(Entries provided begins)

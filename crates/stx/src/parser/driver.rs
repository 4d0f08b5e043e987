//! # Parser Seams
//!
//! The traits and values exchanged between the engine and its callers.
//!
//! ## Overview
//!
//! - [`SymbolSource`]: where batch mode pulls `(token, value)` pairs from
//! - [`SemanticActions`]: reduce callbacks and the syntax error reporter
//! - [`ParseEventHandler`]: optional observer of every engine transition
//! - [`ParseStats`]: counters collected during a parse
//! - [`StepOutcome`]: what one incremental call did

use crate::error::{LexerError, ParseError, SemanticError};
use crate::{RuleId, StateId, TokenId, END_OF_INPUT};

/// A terminal together with its semantic value
#[derive(Debug, Clone, PartialEq, Eq)]
pub struct Symbol<V> {
    pub token: TokenId,
    pub value: V,
}

impl<V> Symbol<V> {
    #[must_use]
    pub const fn new(token: TokenId, value: V) -> Self {
        Self { token, value }
    }
}

impl<V: Default> Symbol<V> {
    #[must_use]
    pub fn end_of_input() -> Self {
        Self::new(END_OF_INPUT, V::default())
    }
}

/// Supplier of terminals for batch parsing
///
/// After the last real symbol a source keeps returning token `0`.
pub trait SymbolSource<V> {
    /// Produce the next symbol
    ///
    /// # Errors
    ///
    /// Returns a [`LexerError`] when no symbol can be produced; the parse is
    /// aborted with [`ParseError::Lexer`].
    fn next_symbol(&mut self) -> Result<Symbol<V>, LexerError>;
}

impl<V, S: SymbolSource<V> + ?Sized> SymbolSource<V> for &mut S {
    fn next_symbol(&mut self) -> Result<Symbol<V>, LexerError> {
        (**self).next_symbol()
    }
}

/// Symbol source over any iterator of `(token, value)` pairs
#[derive(Debug, Clone)]
pub struct SymbolStream<I> {
    iter: I,
    consumed: usize,
}

impl<I> SymbolStream<I> {
    pub fn new<T>(symbols: T) -> Self
    where
        T: IntoIterator<IntoIter = I>,
    {
        Self {
            iter: symbols.into_iter(),
            consumed: 0,
        }
    }

    /// Number of real symbols handed out so far
    #[must_use]
    pub const fn consumed(&self) -> usize {
        self.consumed
    }
}

impl<I: ExactSizeIterator> SymbolStream<I> {
    /// Number of real symbols not yet handed out
    #[must_use]
    pub fn remaining(&self) -> usize {
        self.iter.len()
    }
}

impl<V, I> SymbolSource<V> for SymbolStream<I>
where
    V: Default,
    I: Iterator<Item = (TokenId, V)>,
{
    fn next_symbol(&mut self) -> Result<Symbol<V>, LexerError> {
        Ok(match self.iter.next() {
            Some((token, value)) => {
                self.consumed += 1;
                Symbol::new(token, value)
            }
            None => Symbol::end_of_input(),
        })
    }
}

/// Everything known about a syntax error when it is reported
#[derive(Debug, Clone, PartialEq, Eq)]
#[cfg_attr(feature = "serialize", derive(serde::Serialize))]
pub struct SyntaxErrorReport {
    pub state: StateId,
    pub token: TokenId,
    pub stack_depth: usize,
    pub message: String,
}

/// Semantic callbacks driven by the engine
///
/// Closures `FnMut(RuleId, &mut [V]) -> Result<V, SemanticError>` implement
/// this trait with the default reporter.
pub trait SemanticActions<V> {
    /// Compute the value of a reduced rule from the values of its right-hand side
    ///
    /// # Errors
    ///
    /// [`SemanticError::Syntax`] turns the reduction into a syntax error;
    /// [`SemanticError::Failed`] aborts the parse.
    fn reduce(&mut self, rule: RuleId, values: &mut [V]) -> Result<V, SemanticError>;

    /// Called once per syntax error before recovery; `false` aborts the parse
    fn report_error(&mut self, report: &SyntaxErrorReport) -> bool {
        let _ = report;
        true
    }
}

impl<V, F> SemanticActions<V> for F
where
    F: FnMut(RuleId, &mut [V]) -> Result<V, SemanticError>,
{
    fn reduce(&mut self, rule: RuleId, values: &mut [V]) -> Result<V, SemanticError> {
        self(rule, values)
    }
}

/// Engine control status
#[derive(Debug, Clone, Copy, PartialEq, Eq, Hash)]
#[cfg_attr(feature = "serialize", derive(serde::Serialize))]
pub enum ParserStatus {
    /// Waiting for the first symbol
    Ready,
    Shifting,
    Reducing,
    Recovering,
    Accepted,
    Failed,
}

impl ParserStatus {
    /// Whether the parse has ended
    #[must_use]
    pub const fn is_finished(self) -> bool {
        matches!(self, Self::Accepted | Self::Failed)
    }
}

/// Result of one incremental call
#[derive(Debug, Clone, PartialEq, Eq)]
pub enum StepOutcome {
    Accepted,
    /// The symbol was shifted (or nothing is pending); feed the next one
    Shifted,
    /// A reduction happened and the symbol is still pending; call `resume`
    ///
    /// Feeding another symbol before the pending one is finished is rejected
    /// with [`ParseError::SymbolPending`].
    ReducedAndContinue,
    /// Error recovery handled the symbol: it was dropped, or shifted after
    /// resynchronizing. Feed the next one.
    ParsingError,
    /// The parse failed and cannot continue, or the call was rejected
    /// ([`ParseError::SymbolPending`]) and the parser is unchanged
    InternalError(ParseError),
}

/// Statistics collected during parsing
#[derive(Debug, Clone, Default, PartialEq, Eq)]
#[cfg_attr(feature = "serialize", derive(serde::Serialize))]
pub struct ParseStats {
    pub shifts: usize,
    pub reductions: usize,
    /// Maximum stack depth
    pub max_depth: usize,
    /// Reported syntax errors
    pub errors: usize,
    /// Symbols discarded by recovery
    pub dropped_tokens: usize,
}

impl ParseStats {
    /// Create new empty stats
    #[must_use]
    pub const fn new() -> Self {
        Self {
            shifts: 0,
            reductions: 0,
            max_depth: 0,
            errors: 0,
            dropped_tokens: 0,
        }
    }

    /// Merge stats from another instance
    pub fn merge(&mut self, other: &Self) {
        self.shifts += other.shifts;
        self.reductions += other.reductions;
        self.max_depth = self.max_depth.max(other.max_depth);
        self.errors += other.errors;
        self.dropped_tokens += other.dropped_tokens;
    }

    pub(crate) fn observe_depth(&mut self, depth: usize) {
        self.max_depth = self.max_depth.max(depth);
    }
}

/// A parsing event for debugging/tracing
#[derive(Debug, Clone, PartialEq, Eq)]
#[cfg_attr(feature = "serialize", derive(serde::Serialize))]
pub enum ParseEvent {
    Shift {
        token: TokenId,
        state: StateId,
        depth: usize,
    },
    Reduce {
        rule: RuleId,
        goto: StateId,
        depth: usize,
    },
    Accept { depth: usize },
    SyntaxError { state: StateId, token: TokenId },
    /// Recovery discarded a frame while searching for a synchronizing state
    PopState { state: StateId, depth: usize },
    /// Recovery resumed by shifting a synchronizing token
    Synchronize {
        token: TokenId,
        state: StateId,
        depth: usize,
    },
    DropToken { token: TokenId },
}

/// Trait for receiving parse events (for debugging/tracing)
pub trait ParseEventHandler: Send {
    /// Handle a parse event
    fn handle(&mut self, event: ParseEvent);
}

impl<F: FnMut(ParseEvent) + Send> ParseEventHandler for F {
    fn handle(&mut self, event: ParseEvent) {
        self(event);
    }
}

/// A no-op event handler
pub struct NullEventHandler;

impl ParseEventHandler for NullEventHandler {
    fn handle(&mut self, _event: ParseEvent) {}
}

/// Forwards events to the `log` facade
///
/// Transitions are logged at trace level, recovery at debug level.
pub struct LogEventHandler;

impl ParseEventHandler for LogEventHandler {
    fn handle(&mut self, event: ParseEvent) {
        match event {
            ParseEvent::Shift {
                token,
                state,
                depth,
            } => log::trace!("shift {token} to state {state} (depth {depth})"),
            ParseEvent::Reduce { rule, goto, depth } => {
                log::trace!("reduce rule {rule}, goto {goto} (depth {depth})");
            }
            ParseEvent::Accept { depth } => log::trace!("accept (depth {depth})"),
            ParseEvent::SyntaxError { state, token } => {
                log::debug!("syntax error on state {state} with token {token}");
            }
            ParseEvent::PopState { state, depth } => {
                log::debug!("recovery pops state {state} at depth {depth}");
            }
            ParseEvent::Synchronize {
                token,
                state,
                depth,
            } => log::debug!("recovery shifts {token} to state {state} (depth {depth})"),
            ParseEvent::DropToken { token } => log::debug!("recovery drops token {token}"),
        }
    }
}

#[cfg(test)]
mod tests {
    use super::*;

    #[test]
    fn test_symbol_stream_ends_with_eof() {
        let mut stream = SymbolStream::new(vec![(257, 3_i64)]);
        assert_eq!(stream.remaining(), 1);
        assert_eq!(stream.next_symbol().unwrap(), Symbol::new(257, 3));
        assert_eq!(stream.next_symbol().unwrap(), Symbol::new(END_OF_INPUT, 0));
        assert_eq!(stream.next_symbol().unwrap(), Symbol::new(END_OF_INPUT, 0));
        assert_eq!(stream.consumed(), 1);
        assert_eq!(stream.remaining(), 0);
    }

    #[test]
    fn test_closure_actions_continue_on_error() {
        let mut actions = |_rule: RuleId, values: &mut [i64]| -> Result<i64, SemanticError> {
            Ok(values.iter().sum())
        };
        let report = SyntaxErrorReport {
            state: 0,
            token: 1,
            stack_depth: 0,
            message: String::new(),
        };
        assert!(SemanticActions::<i64>::report_error(&mut actions, &report));
        assert_eq!(SemanticActions::<i64>::reduce(&mut actions, 1, &mut [1, 2, 3]), Ok(6));
    }

    #[test]
    fn test_parse_stats() {
        let mut stats1 = ParseStats::new();
        stats1.shifts = 10;
        stats1.max_depth = 5;

        let mut stats2 = ParseStats::new();
        stats2.shifts = 20;
        stats2.max_depth = 8;
        stats2.errors = 1;

        stats1.merge(&stats2);

        assert_eq!(stats1.shifts, 30);
        assert_eq!(stats1.max_depth, 8);
        assert_eq!(stats1.errors, 1);
    }

    #[test]
    fn test_status_is_finished() {
        assert!(ParserStatus::Accepted.is_finished());
        assert!(ParserStatus::Failed.is_finished());
        assert!(!ParserStatus::Recovering.is_finished());
    }
}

(Entries provided ends)

** What you need to do **
Where a line of the records has the string "SemanticError", copy that line.

** Solution to this task **
use crate::error::{LexerError, ParseError, SemanticError};
/// Closures `FnMut(RuleId, &mut [V]) -> Result<V, SemanticError>` implement
    /// [`SemanticError::Syntax`] turns the reduction into a syntax error;
    /// [`SemanticError::Failed`] aborts the parse.
    fn reduce(&mut self, rule: RuleId, values: &mut [V]) -> Result<V, SemanticError>;
    F: FnMut(RuleId, &mut [V]) -> Result<V, SemanticError>,
    fn reduce(&mut self, rule: RuleId, values: &mut [V]) -> Result<V, SemanticError> {
        let mut actions = |_rule: RuleId, values: &mut [i64]| -> Result<i64, SemanticError> {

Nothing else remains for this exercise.